* [Exercise description]
Transcribe the records underneath word for word, and leave no line out.

────────────────

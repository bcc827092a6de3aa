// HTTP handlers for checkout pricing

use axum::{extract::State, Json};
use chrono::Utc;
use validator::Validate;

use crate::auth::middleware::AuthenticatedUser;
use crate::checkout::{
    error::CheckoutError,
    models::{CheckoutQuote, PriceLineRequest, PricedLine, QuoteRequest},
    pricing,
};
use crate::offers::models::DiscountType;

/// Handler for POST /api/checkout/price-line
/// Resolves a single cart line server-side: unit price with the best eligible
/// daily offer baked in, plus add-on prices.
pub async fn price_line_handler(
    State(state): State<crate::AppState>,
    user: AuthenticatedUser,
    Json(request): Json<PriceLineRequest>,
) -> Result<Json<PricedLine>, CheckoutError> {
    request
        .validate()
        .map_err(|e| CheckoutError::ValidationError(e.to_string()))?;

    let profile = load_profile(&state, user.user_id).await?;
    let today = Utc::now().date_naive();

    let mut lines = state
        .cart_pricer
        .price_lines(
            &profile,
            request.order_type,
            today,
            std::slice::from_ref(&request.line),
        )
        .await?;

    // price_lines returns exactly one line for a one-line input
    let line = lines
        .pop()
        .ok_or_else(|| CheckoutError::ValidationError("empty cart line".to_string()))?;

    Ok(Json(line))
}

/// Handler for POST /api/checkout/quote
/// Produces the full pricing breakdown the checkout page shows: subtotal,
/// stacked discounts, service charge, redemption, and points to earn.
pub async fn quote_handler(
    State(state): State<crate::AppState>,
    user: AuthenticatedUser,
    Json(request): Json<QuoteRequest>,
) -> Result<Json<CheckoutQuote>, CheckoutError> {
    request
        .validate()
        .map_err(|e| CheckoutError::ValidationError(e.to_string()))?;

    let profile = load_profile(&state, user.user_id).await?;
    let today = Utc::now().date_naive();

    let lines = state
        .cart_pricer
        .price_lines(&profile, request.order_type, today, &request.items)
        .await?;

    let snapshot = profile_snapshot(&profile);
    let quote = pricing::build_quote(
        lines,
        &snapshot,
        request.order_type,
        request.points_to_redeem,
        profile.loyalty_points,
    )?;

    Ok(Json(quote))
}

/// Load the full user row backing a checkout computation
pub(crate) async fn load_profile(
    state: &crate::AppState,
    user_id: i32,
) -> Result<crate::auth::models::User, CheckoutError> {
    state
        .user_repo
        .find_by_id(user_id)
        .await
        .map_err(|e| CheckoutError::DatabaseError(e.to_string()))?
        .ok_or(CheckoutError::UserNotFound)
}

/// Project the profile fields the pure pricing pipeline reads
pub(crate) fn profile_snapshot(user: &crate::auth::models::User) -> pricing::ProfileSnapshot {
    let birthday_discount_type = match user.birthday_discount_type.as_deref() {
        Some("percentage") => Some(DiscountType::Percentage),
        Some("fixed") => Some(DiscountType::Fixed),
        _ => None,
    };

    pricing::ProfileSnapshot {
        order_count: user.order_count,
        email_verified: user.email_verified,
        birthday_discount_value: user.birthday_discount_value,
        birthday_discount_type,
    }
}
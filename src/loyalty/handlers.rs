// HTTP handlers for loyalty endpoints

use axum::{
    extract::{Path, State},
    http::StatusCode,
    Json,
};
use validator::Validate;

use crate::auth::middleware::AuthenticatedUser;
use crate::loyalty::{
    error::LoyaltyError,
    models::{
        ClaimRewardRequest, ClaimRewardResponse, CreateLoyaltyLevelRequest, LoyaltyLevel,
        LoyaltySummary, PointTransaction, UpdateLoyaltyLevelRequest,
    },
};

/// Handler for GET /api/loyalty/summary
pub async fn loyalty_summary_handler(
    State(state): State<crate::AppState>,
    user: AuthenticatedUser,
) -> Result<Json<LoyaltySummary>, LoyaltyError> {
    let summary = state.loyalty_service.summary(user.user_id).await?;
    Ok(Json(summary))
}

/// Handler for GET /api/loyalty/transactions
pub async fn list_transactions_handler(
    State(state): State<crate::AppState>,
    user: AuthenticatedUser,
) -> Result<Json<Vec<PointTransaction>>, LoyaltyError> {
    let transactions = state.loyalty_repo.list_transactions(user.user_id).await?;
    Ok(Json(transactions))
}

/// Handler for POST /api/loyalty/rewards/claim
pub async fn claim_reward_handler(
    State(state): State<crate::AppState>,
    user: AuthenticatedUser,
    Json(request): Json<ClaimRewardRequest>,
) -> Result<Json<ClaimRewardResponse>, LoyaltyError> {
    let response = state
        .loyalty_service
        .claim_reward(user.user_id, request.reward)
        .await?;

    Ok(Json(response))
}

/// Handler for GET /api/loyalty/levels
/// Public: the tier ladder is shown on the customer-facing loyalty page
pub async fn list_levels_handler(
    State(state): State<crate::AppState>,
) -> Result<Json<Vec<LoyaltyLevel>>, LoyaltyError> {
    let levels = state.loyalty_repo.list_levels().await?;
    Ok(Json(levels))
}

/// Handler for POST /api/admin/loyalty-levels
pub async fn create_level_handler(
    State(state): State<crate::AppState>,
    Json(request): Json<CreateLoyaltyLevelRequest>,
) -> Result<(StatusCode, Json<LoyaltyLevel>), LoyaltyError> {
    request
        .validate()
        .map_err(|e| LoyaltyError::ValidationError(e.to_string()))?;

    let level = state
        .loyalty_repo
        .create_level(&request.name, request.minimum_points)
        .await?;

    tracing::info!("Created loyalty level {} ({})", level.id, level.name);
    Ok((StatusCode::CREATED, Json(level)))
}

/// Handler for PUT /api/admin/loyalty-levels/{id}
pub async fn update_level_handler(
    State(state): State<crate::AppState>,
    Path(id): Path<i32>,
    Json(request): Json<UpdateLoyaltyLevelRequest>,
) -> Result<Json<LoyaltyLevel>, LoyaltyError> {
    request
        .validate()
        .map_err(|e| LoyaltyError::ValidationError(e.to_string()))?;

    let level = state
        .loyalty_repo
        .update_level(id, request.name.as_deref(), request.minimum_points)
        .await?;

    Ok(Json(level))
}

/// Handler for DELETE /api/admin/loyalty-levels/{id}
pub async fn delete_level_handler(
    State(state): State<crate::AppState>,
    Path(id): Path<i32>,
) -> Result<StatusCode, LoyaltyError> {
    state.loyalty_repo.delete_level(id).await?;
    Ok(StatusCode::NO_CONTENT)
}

────────────────

* [Answer below]
repository bcc827092a6de3aa
// HTTP handlers for checkout pricing

use axum::{extract::State, Json};
use chrono::Utc;
use validator::Validate;

use crate::auth::middleware::AuthenticatedUser;
use crate::checkout::{
    error::CheckoutError,
    models::{CheckoutQuote, PriceLineRequest, PricedLine, QuoteRequest},
    pricing,
};
use crate::offers::models::DiscountType;

/// Handler for POST /api/checkout/price-line
/// Resolves a single cart line server-side: unit price with the best eligible
/// daily offer baked in, plus add-on prices.
pub async fn price_line_handler(
    State(state): State<crate::AppState>,
    user: AuthenticatedUser,
    Json(request): Json<PriceLineRequest>,
) -> Result<Json<PricedLine>, CheckoutError> {
    request
        .validate()
        .map_err(|e| CheckoutError::ValidationError(e.to_string()))?;

    let profile = load_profile(&state, user.user_id).await?;
    let today = Utc::now().date_naive();

    let mut lines = state
        .cart_pricer
        .price_lines(
            &profile,
            request.order_type,
            today,
            std::slice::from_ref(&request.line),
        )
        .await?;

    // price_lines returns exactly one line for a one-line input
    let line = lines
        .pop()
        .ok_or_else(|| CheckoutError::ValidationError("empty cart line".to_string()))?;

    Ok(Json(line))
}

/// Handler for POST /api/checkout/quote
/// Produces the full pricing breakdown the checkout page shows: subtotal,
/// stacked discounts, service charge, redemption, and points to earn.
pub async fn quote_handler(
    State(state): State<crate::AppState>,
    user: AuthenticatedUser,
    Json(request): Json<QuoteRequest>,
) -> Result<Json<CheckoutQuote>, CheckoutError> {
    request
        .validate()
        .map_err(|e| CheckoutError::ValidationError(e.to_string()))?;

    let profile = load_profile(&state, user.user_id).await?;
    let today = Utc::now().date_naive();

    let lines = state
        .cart_pricer
        .price_lines(&profile, request.order_type, today, &request.items)
        .await?;

    let snapshot = profile_snapshot(&profile);
    let quote = pricing::build_quote(
        lines,
        &snapshot,
        request.order_type,
        request.points_to_redeem,
        profile.loyalty_points,
    )?;

    Ok(Json(quote))
}

/// Load the full user row backing a checkout computation
pub(crate) async fn load_profile(
    state: &crate::AppState,
    user_id: i32,
) -> Result<crate::auth::models::User, CheckoutError> {
    state
        .user_repo
        .find_by_id(user_id)
        .await
        .map_err(|e| CheckoutError::DatabaseError(e.to_string()))?
        .ok_or(CheckoutError::UserNotFound)
}

/// Project the profile fields the pure pricing pipeline reads
pub(crate) fn profile_snapshot(user: &crate::auth::models::User) -> pricing::ProfileSnapshot {
    let birthday_discount_type = match user.birthday_discount_type.as_deref() {
        Some("percentage") => Some(DiscountType::Percentage),
        Some("fixed") => Some(DiscountType::Fixed),
        _ => None,
    };

    pricing::ProfileSnapshot {
        order_count: user.order_count,
        email_verified: user.email_verified,
        birthday_discount_value: user.birthday_discount_value,
        birthday_discount_type,
    }
}
filename src/loyalty/handlers.rs
// HTTP handlers for loyalty endpoints

use axum::{
    extract::{Path, State},
    http::StatusCode,
    Json,
};
use validator::Validate;

use crate::auth::middleware::AuthenticatedUser;
use crate::loyalty::{
    error::LoyaltyError,
    models::{
        ClaimRewardRequest, ClaimRewardResponse, CreateLoyaltyLevelRequest, LoyaltyLevel,
        LoyaltySummary, PointTransaction, UpdateLoyaltyLevelRequest,
    },
};

/// Handler for GET /api/loyalty/summary
pub async fn loyalty_summary_handler(
    State(state): State<crate::AppState>,
    user: AuthenticatedUser,
) -> Result<Json<LoyaltySummary>, LoyaltyError> {
    let summary = state.loyalty_service.summary(user.user_id).await?;
    Ok(Json(summary))
}

/// Handler for GET /api/loyalty/transactions
pub async fn list_transactions_handler(
    State(state): State<crate::AppState>,
    user: AuthenticatedUser,
) -> Result<Json<Vec<PointTransaction>>, LoyaltyError> {
    let transactions = state.loyalty_repo.list_transactions(user.user_id).await?;
    Ok(Json(transactions))
}

/// Handler for POST /api/loyalty/rewards/claim
pub async fn claim_reward_handler(
    State(state): State<crate::AppState>,
    user: AuthenticatedUser,
    Json(request): Json<ClaimRewardRequest>,
) -> Result<Json<ClaimRewardResponse>, LoyaltyError> {
    let response = state
        .loyalty_service
        .claim_reward(user.user_id, request.reward)
        .await?;

    Ok(Json(response))
}

/// Handler for GET /api/loyalty/levels
/// Public: the tier ladder is shown on the customer-facing loyalty page
pub async fn list_levels_handler(
    State(state): State<crate::AppState>,
) -> Result<Json<Vec<LoyaltyLevel>>, LoyaltyError> {
    let levels = state.loyalty_repo.list_levels().await?;
    Ok(Json(levels))
}

/// Handler for POST /api/admin/loyalty-levels
pub async fn create_level_handler(
    State(state): State<crate::AppState>,
    Json(request): Json<CreateLoyaltyLevelRequest>,
) -> Result<(StatusCode, Json<LoyaltyLevel>), LoyaltyError> {
    request
        .validate()
        .map_err(|e| LoyaltyError::ValidationError(e.to_string()))?;

    let level = state
        .loyalty_repo
        .create_level(&request.name, request.minimum_points)
        .await?;

    tracing::info!("Created loyalty level {} ({})", level.id, level.name);
    Ok((StatusCode::CREATED, Json(level)))
}

/// Handler for PUT /api/admin/loyalty-levels/{id}
pub async fn update_level_handler(
    State(state): State<crate::AppState>,
    Path(id): Path<i32>,
    Json(request): Json<UpdateLoyaltyLevelRequest>,
) -> Result<Json<LoyaltyLevel>, LoyaltyError> {
    request
        .validate()
        .map_err(|e| LoyaltyError::ValidationError(e.to_string()))?;

    let level = state
        .loyalty_repo
        .update_level(id, request.name.as_deref(), request.minimum_points)
        .await?;

    Ok(Json(level))
}

/// Handler for DELETE /api/admin/loyalty-levels/{id}
pub async fn delete_level_handler(
    State(state): State<crate::AppState>,
    Path(id): Path<i32>,
) -> Result<StatusCode, LoyaltyError> {
    state.loyalty_repo.delete_level(id).await?;
    Ok(StatusCode::NO_CONTENT)
}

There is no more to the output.